#### [WHAT TO DO]
After locating the line that contains "capped at 30 s." in the data below, set down exactly that line and each one after it through the line that contains "attempt, advancing the", and nothing more.

#### [MATERIALS PROVIDED]

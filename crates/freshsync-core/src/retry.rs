//! Reconnect backoff for pipeline supervisors.
//!
//! The supervisor retries transient failures forever; what varies is the
//! delay between attempts. [`RetryPolicy`] holds the schedule and
//! [`Backoff`] the per-pipeline cursor into it. The supervisor resets
//! the cursor whenever a progress mark lands in a sink.

use std::time::Duration;

/// Exponential backoff schedule.
#[derive(Debug, Clone)]
pub struct RetryPolicy {
    /// Delay before the first retry.
    pub initial: Duration,
    /// Upper bound on the delay.
    pub max: Duration,
    /// Growth factor between attempts.
    pub multiplier: f64,
}

impl RetryPolicy {
    /// Creates a policy, clamping the multiplier to ≥ 1.
    #[must_use]
    pub fn new(initial: Duration, max: Duration, multiplier: f64) -> Self {
        Self {
            initial,
            max,
            multiplier: multiplier.max(1.0),
        }
    }

    /// Creates the stateful cursor for one pipeline.
    #[must_use]
    pub fn backoff(&self) -> Backoff {
        Backoff {
            policy: self.clone(),
            next: self.initial,
            attempts: 0,
        }
    }
}

impl Default for RetryPolicy {
    /// 1 s initial, doubling, capped at 30 s.
    fn default() -> Self {
        Self::new(Duration::from_secs(1), Duration::from_secs(30), 2.0)
    }
}

/// Stateful backoff cursor.
#[derive(Debug)]
pub struct Backoff {
    policy: RetryPolicy,
    next: Duration,
    attempts: u64,
}

impl Backoff {
    /// Returns the delay to sleep before the next attempt, advancing the
    /// schedule.
    pub fn next_delay(&mut self) -> Duration {
        let delay = self.next;
        let grown = delay.mul_f64(self.policy.multiplier);
        self.next = grown.min(self.policy.max);
        self.attempts += 1;
        delay
    }

    /// Resets the schedule to the initial delay.
    pub fn reset(&mut self) {
        self.next = self.policy.initial;
        self.attempts = 0;
    }

    /// Attempts taken since the last reset.
    #[must_use]
    pub fn attempts(&self) -> u64 {
        self.attempts
    }
}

#### [ANSWER BOX]
    /// 1 s initial, doubling, capped at 30 s.
    fn default() -> Self {
        Self::new(Duration::from_secs(1), Duration::from_secs(30), 2.0)
    }
}

/// Stateful backoff cursor.
#[derive(Debug)]
pub struct Backoff {
    policy: RetryPolicy,
    next: Duration,
    attempts: u64,
}

impl Backoff {
    /// Returns the delay to sleep before the next attempt, advancing the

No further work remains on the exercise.